Il évolue depuis quatre mois en première division dans l'équipe de Kukës, région montagneuse frontalière du Kosovo qui avait accueilli plus de 500.000 Albanais kosovars fuyant les violences serbes durant la guerre.
Pour lui, c'est la suite naturelle de sa carrière après l'Etoile Rouge et l'OFK de Belgrade, la Belgique, la Malaisie, la Grèce et la Hongrie.
"Je suis là pour l’amour du football", explique Milanovic à l'AFP en s'entraînant avec ses coéquipiers albanais mais aussi kosovars, monténégrins, croates, venus d'autant de pays qui n'ont pas fini de solder les comptes de la désintégration sanglante de l'ex-Yougoslavie.
- "La langue du foot" -
"Pour les joueurs et les supporteurs, Luka est des nôtres", confirme Erjon Allaraj, porte-parole du club.
"Nous parlons des langues différentes mais nous connaissons tous la langue du football", renchérit le capitaine de Kukës, Gjelberim Taipi, Albanais originaire de Bujanovac, en Serbie.
Toute l'équipe a célébré ensemble en décembre la naissance du premier enfant de Luka. Son bébé et sa femme vivent pour l'instant à Belgrade mais Milanovic espère que sa famille le rejoindra bientôt.
De l'autre côté du pays, près des rives de l'Adriatique, Aleksandar Ignjatovic, 33 ans, est le capitaine de l’équipe de première division du KF Laç, où se côtoient aussi plusieurs nationalités des Balkans.
Le footballeur qui a joué en Serbie, aux Pays-Bas et en Hongrie se rappelle le choc et l'inquiétude de ses amis à l'annonce de son départ pour l'Albanie: "Qu'est-ce que tu vas faire là-bas ! Pourquoi aller dans ce pays ?".
"Maintenant, quand ils regardent sur Instagram ma vie en Albanie, beaucoup me disent qu'ils veulent venir me rendre visite".
Il veut se servir de son expérience biculturelle pour sa reconversion post-foot. "Je pense ouvrir une agence de tourisme qui me permettra de travailler en Albanie et en Serbie. Je connais maintenant tous les beaux endroits d'Albanie", dit-il, expliquant que le tourisme serbe se développe dans son pays d'accueil.
Il se flatte d'avoir beaucoup d'amis albanais et se moque des préjugés ethniques.
- "Deux mondes différents" -
"Le football permet de renforcer les liens. Le football et la politique sont deux mondes complètement différents", philosophe le capitaine qui vit depuis trois ans à Tirana avec son épouse et sa fille de trois mois.

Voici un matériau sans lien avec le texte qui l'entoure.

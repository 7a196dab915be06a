//! Engine configuration — the one tunable threshold table.
//!
//! Every distance threshold is a ratio of the hand's reference span
//! (wrist to index-MCP), never an absolute normalized distance, so the
//! same config works at any hand-to-camera distance.  Values are
//! validated once at engine construction, not per frame.

use serde::{Deserialize, Serialize};

use crate::error::GestureError;

/// Thresholds and options for the gesture engine.
#[derive(Debug, Clone, Serialize, Deserialize)]
#[serde(default)]
pub struct GestureConfig {
    /// Consecutive identical raw frames before a label is considered stable.
    pub stabilization_window: usize,
    /// Thumb-tip to index-tip distance below this ratio of the reference
    /// span counts as a pinch (Click/OK gate).
    pub pinch_ratio: f32,
    /// Thumb tip must be farther than this ratio of the reference span
    /// from the thumb MCP to count as extended.
    pub thumb_extended_ratio: f32,
    /// Thumb tip must be laterally offset from the index MCP by more than
    /// this ratio of the reference span (abducted, not tucked).  The
    /// offset sign is mirrored by handedness.
    pub thumb_lateral_ratio: f32,
    /// A non-thumb finger is extended when its tip is farther from the
    /// wrist than this ratio times its PIP-to-wrist distance.
    pub finger_extended_ratio: f32,
    /// Index-tip x delta between consecutive frames, as a ratio of the
    /// reference span, above which a swipe fires.
    pub swipe_ratio: f32,
    /// Thumb-index span delta between consecutive frames, as a ratio of
    /// the reference span, above which a zoom fires.
    pub zoom_ratio: f32,
    /// Passed through opaquely to the external detector; never read here.
    pub model_confidence: f32,
    /// Passed through opaquely to the external detector; never read here.
    pub tracking_confidence: f32,
}

impl Default for GestureConfig {
    fn default() -> Self {
        Self {
            stabilization_window: 6,
            pinch_ratio: 0.15,
            thumb_extended_ratio: 0.25,
            thumb_lateral_ratio: 0.15,
            finger_extended_ratio: 1.1,
            swipe_ratio: 0.5,
            zoom_ratio: 0.25,
            model_confidence: 0.7,
            tracking_confidence: 0.7,
        }
    }
}

impl GestureConfig {
    /// Fail-fast validation, run once at engine construction.
    pub fn validate(&self) -> Result<(), GestureError> {
        if self.stabilization_window == 0 {
            return Err(GestureError::InvalidConfig(
                "stabilization_window must be at least 1".into(),
            ));
        }
        let ratios = [
            ("pinch_ratio", self.pinch_ratio),
            ("thumb_extended_ratio", self.thumb_extended_ratio),
            ("thumb_lateral_ratio", self.thumb_lateral_ratio),
            ("finger_extended_ratio", self.finger_extended_ratio),
            ("swipe_ratio", self.swipe_ratio),
            ("zoom_ratio", self.zoom_ratio),
        ];
        for (name, value) in ratios {
            if !value.is_finite() || value <= 0.0 {
                return Err(GestureError::InvalidConfig(format!(
                    "{} must be a positive finite ratio, got {}",
                    name, value
                )));
            }
        }
        let confidences = [
            ("model_confidence", self.model_confidence),
            ("tracking_confidence", self.tracking_confidence),
        ];
        for (name, value) in confidences {
            if !value.is_finite() || !(0.0..=1.0).contains(&value) {
                return Err(GestureError::InvalidConfig(format!(
                    "{} must be within [0, 1], got {}",
                    name, value
                )));
            }
        }
        Ok(())
    }
}

// ── Tests ──────────────────────────────────────────────────

#[cfg(test)]
mod tests {
    use super::*;

    #[test]
    fn test_default_is_valid() {
        assert!(GestureConfig::default().validate().is_ok());
    }

    #[test]
    fn test_zero_window_rejected() {
        let config = GestureConfig {
            stabilization_window: 0,
            ..Default::default()
        };
        let err = config.validate().unwrap_err();
        assert!(err.to_string().contains("stabilization_window"));
    }

    #[test]
    fn test_negative_ratio_rejected() {
        let config = GestureConfig {
            pinch_ratio: -0.1,
            ..Default::default()
        };
        let err = config.validate().unwrap_err();
        assert!(err.to_string().contains("pinch_ratio"));
    }

    #[test]
    fn test_nan_ratio_rejected() {
        let config = GestureConfig {
            swipe_ratio: f32::NAN,
            ..Default::default()
        };
        assert!(config.validate().is_err());
    }

    #[test]
    fn test_confidence_out_of_range_rejected() {
        let config = GestureConfig {
            model_confidence: 1.5,
            ..Default::default()
        };
        let err = config.validate().unwrap_err();
        assert!(err.to_string().contains("model_confidence"));
    }

    #[test]
    fn test_partial_json_uses_defaults() {
        let config: GestureConfig =
            serde_json::from_str(r#"{"stabilization_window": 3}"#).unwrap();
        assert_eq!(config.stabilization_window, 3);
        assert_eq!(config.pinch_ratio, GestureConfig::default().pinch_ratio);
        assert!(config.validate().is_ok());
    }
}
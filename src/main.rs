//! handsign-replay — run recorded landmark frames through the engine.
//!
//! Reads one JSON object per line (`{"timestamp_ms": 0, "handedness":
//! "right", "landmarks": [{"x":..,"y":..,"z":..}, ...]}`; omit
//! `landmarks` for a no-hand frame) and prints stable gesture
//! transitions and motion events.  Useful for tuning thresholds against
//! captured sessions without a camera.

use std::fs::File;
use std::io::{BufRead, BufReader};
use std::path::PathBuf;

use anyhow::{Context, Result};
use clap::Parser;
use serde::Deserialize;
use tracing::warn;

use handsign::{GestureConfig, GestureEngine, Hand, Handedness, Landmark};

#[derive(Parser, Debug)]
#[command(name = "handsign-replay", about = "Replay landmark frames through the gesture engine")]
struct Cli {
    /// JSONL file of recorded frames.
    input: PathBuf,

    /// Optional JSON config file (missing fields use defaults).
    #[arg(long)]
    config: Option<PathBuf>,

    /// Override the stabilization window from the config.
    #[arg(long)]
    window: Option<usize>,

    /// Print the raw label for every frame, not just transitions.
    #[arg(long)]
    raw: bool,
}

#[derive(Debug, Deserialize)]
struct FrameRecord {
    #[serde(default)]
    timestamp_ms: f64,
    #[serde(default)]
    landmarks: Option<Vec<Landmark>>,
    #[serde(default)]
    handedness: Option<Handedness>,
}

fn main() -> Result<()> {
    let cli = Cli::parse();

    tracing_subscriber::fmt()
        .with_env_filter(
            tracing_subscriber::EnvFilter::try_from_default_env()
                .unwrap_or_else(|_| "handsign=info".into()),
        )
        .init();

    let mut config = match &cli.config {
        Some(path) => {
            let file = File::open(path)
                .with_context(|| format!("failed to open config {:?}", path))?;
            serde_json::from_reader(file)
                .with_context(|| format!("failed to parse config {:?}", path))?
        }
        None => GestureConfig::default(),
    };
    if let Some(window) = cli.window {
        config.stabilization_window = window;
    }

    let mut engine = GestureEngine::new(config).context("invalid configuration")?;

    let file = File::open(&cli.input)
        .with_context(|| format!("failed to open {:?}", cli.input))?;
    let reader = BufReader::new(file);

    for (line_no, line) in reader.lines().enumerate() {
        let line = line.context("failed to read input line")?;
        if line.trim().is_empty() {
            continue;
        }
        let record: FrameRecord = serde_json::from_str(&line)
            .with_context(|| format!("bad frame record on line {}", line_no + 1))?;

        // Malformed landmark sets are a per-frame condition, not a fatal
        // one: log and treat the frame as no-hand.
        let hand = match &record.landmarks {
            Some(landmarks) => match Hand::from_slice(landmarks) {
                Ok(hand) => Some(hand),
                Err(err) => {
                    warn!("line {}: {} — treating as no-hand", line_no + 1, err);
                    None
                }
            },
            None => None,
        };
        let handedness = record.handedness.unwrap_or(Handedness::Right);

        let out = engine.process(
            hand.as_ref().map(|h| (h, handedness)),
            record.timestamp_ms,
        );

        if cli.raw {
            println!("{:10.1}  raw    {}", out.timestamp_ms, out.raw);
        }
        if let Some(motion) = out.motion {
            println!("{:10.1}  motion {}", out.timestamp_ms, motion);
        }
        if let Some(change) = out.change {
            println!(
                "{:10.1}  stable {} (was {})",
                out.timestamp_ms, change.label, change.previous
            );
        }
    }

    println!("final stable label: {}", engine.stable());
    Ok(())
}
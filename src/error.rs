//! Error taxonomy for the gesture engine.
//!
//! Two failure classes exist: malformed detector input (per-frame, the
//! caller treats the frame as no-hand) and invalid configuration (rejected
//! once at engine construction).  Classification itself never fails — an
//! unrecognized pose is a valid `Unknown`/finger-count label, not an error.

use thiserror::Error;

use crate::landmark::LANDMARK_COUNT;

/// Errors produced by the gesture engine.
#[derive(Debug, Error)]
pub enum GestureError {
    /// The detector delivered the wrong number of landmarks.
    #[error("malformed hand data: expected {} landmarks, got {got}", LANDMARK_COUNT)]
    MalformedInput { got: usize },

    /// A landmark carried NaN or infinite coordinates.
    #[error("malformed hand data: landmark {index} has non-finite coordinates")]
    NonFiniteLandmark { index: usize },

    /// A configuration value failed validation at construction time.
    #[error("invalid configuration: {0}")]
    InvalidConfig(String),
}

impl GestureError {
    /// Whether this error denotes per-frame malformed input (as opposed to
    /// a construction-time configuration error).
    pub fn is_malformed_input(&self) -> bool {
        matches!(
            self,
            Self::MalformedInput { .. } | Self::NonFiniteLandmark { .. }
        )
    }
}

// ── Tests ──────────────────────────────────────────────────

#[cfg(test)]
mod tests {
    use super::*;

    #[test]
    fn test_malformed_input_message() {
        let err = GestureError::MalformedInput { got: 10 };
        let msg = err.to_string();
        assert!(msg.contains("expected 21"), "got: {}", msg);
        assert!(msg.contains("got 10"), "got: {}", msg);
        assert!(err.is_malformed_input());
    }

    #[test]
    fn test_config_error_not_malformed() {
        let err = GestureError::InvalidConfig("pinch_ratio must be positive".into());
        assert!(!err.is_malformed_input());
        assert!(err.to_string().contains("pinch_ratio"));
    }

    #[test]
    fn test_non_finite_is_malformed() {
        let err = GestureError::NonFiniteLandmark { index: 4 };
        assert!(err.is_malformed_input());
        assert!(err.to_string().contains("landmark 4"));
    }
}
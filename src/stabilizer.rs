//! Temporal stabilization of the raw gesture stream.
//!
//! Run-length hysteresis: a raw label must repeat for a full window of
//! consecutive frames before it becomes the stable label, and consumers
//! are notified only on change (edge-triggered).  Losing the hand resets
//! the run state immediately so stale history can never resurrect a
//! gesture after the hand reappears.

use serde::Serialize;
use tracing::debug;

use crate::classifier::GestureLabel;

/// Edge-triggered stable-label transition.
#[derive(Debug, Clone, Copy, PartialEq, Eq, Serialize)]
pub struct StableChange {
    /// The newly stable label.
    pub label: GestureLabel,
    /// The label that was stable before this change.
    pub previous: GestureLabel,
}

/// Run-length gesture debouncer.  The only persistent state in the
/// pipeline; owned by one engine and updated once per frame.
#[derive(Debug)]
pub struct GestureStabilizer {
    /// Frames a label must persist before it becomes stable.
    window: usize,
    /// Most recent raw label.
    last_raw: GestureLabel,
    /// Consecutive frames `last_raw` has been observed.
    run: usize,
    /// Currently emitted stable label.
    stable: GestureLabel,
}

impl GestureStabilizer {
    /// `window` must be >= 1; the engine validates this via the config.
    pub fn new(window: usize) -> Self {
        Self {
            window,
            last_raw: GestureLabel::NoHand,
            run: 0,
            stable: GestureLabel::NoHand,
        }
    }

    /// The currently stable label.
    pub fn stable(&self) -> GestureLabel {
        self.stable
    }

    /// Feed one raw classification; returns a change event when the
    /// stable label flips.  Re-feeding an already-stable label is
    /// idempotent and never re-emits.
    pub fn observe(&mut self, raw: GestureLabel) -> Option<StableChange> {
        if raw == GestureLabel::NoHand {
            // Immediate reset: no carry-over across hand loss.
            self.last_raw = GestureLabel::NoHand;
            self.run = 0;
            if self.stable != GestureLabel::NoHand {
                let previous = self.stable;
                self.stable = GestureLabel::NoHand;
                debug!("stable: {} -> no-hand", previous);
                return Some(StableChange {
                    label: GestureLabel::NoHand,
                    previous,
                });
            }
            return None;
        }

        if raw == self.last_raw {
            self.run += 1;
        } else {
            self.last_raw = raw;
            self.run = 1;
        }

        if self.run >= self.window && raw != self.stable {
            let previous = self.stable;
            self.stable = raw;
            debug!("stable: {} -> {} after {} frames", previous, raw, self.run);
            return Some(StableChange {
                label: raw,
                previous,
            });
        }
        None
    }

    /// Full reset to the initial no-hand state, without emitting.
    pub fn reset(&mut self) {
        self.last_raw = GestureLabel::NoHand;
        self.run = 0;
        self.stable = GestureLabel::NoHand;
    }
}

// ── Tests ──────────────────────────────────────────────────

Vladimir Novakovic, spécialiste du football sur la chaîne serbe Sportklub, souligne plus prosaïquement que la Serbie exporte de nombreux joueurs professionnels qui "doivent bien faire en sorte de trouver un club puisqu'ils vivent de ce sport".
Mais ce monde n'est pas toujours épargné par les idées ultranationalistes jamais loin de la surface dans les Balkans.
En 2018, lors d'un match de Coupe du monde Suisse-Serbie, les joueurs suisses d'origine kosovare Xherdan Shaqiri et Granit Xhaka avaient scandalisé en célébrant leurs buts par un signe rappelant l'aigle à deux têtes du drapeau albanais.
En 2014, à Belgrade, de violents incidents avaient éclaté lors d'un match de qualification pour l'Euro-2016 entre la Serbie et l'Albanie, lorsqu'un drone avait survolé le stade en traînant un drapeau arborant une carte de la "Grande Albanie".
Belgrade accuse régulièrement Tirana et Pristina d’avoir pour but ultime de regrouper dans un même Etat les communautés albanaises des Balkans.
A l'inverse, dans les stades serbes, il n'est pas rare d'entendre des ultras prôner la "Grande Serbie", concept cher à Slobodan Milosevic qui avait conduit aux massacres et à l'épuration ethnique des années 1990.
Selon la Super Ligue à Belgrade, aucun footballeur albanais n'évolue actuellement en Serbie.
Dans la capitale serbe, Borisav Stojacic, 82 ans, est nostalgique de "l'époque yougoslave où la présence de joueurs albanais en Serbie n’avait rien d’extraordinaire. C'est comme ça que ça devrait être. Mettre l'accent sur la nationalité, c'est un problème apparu il y a seulement quelques décennies", regrette-t-il.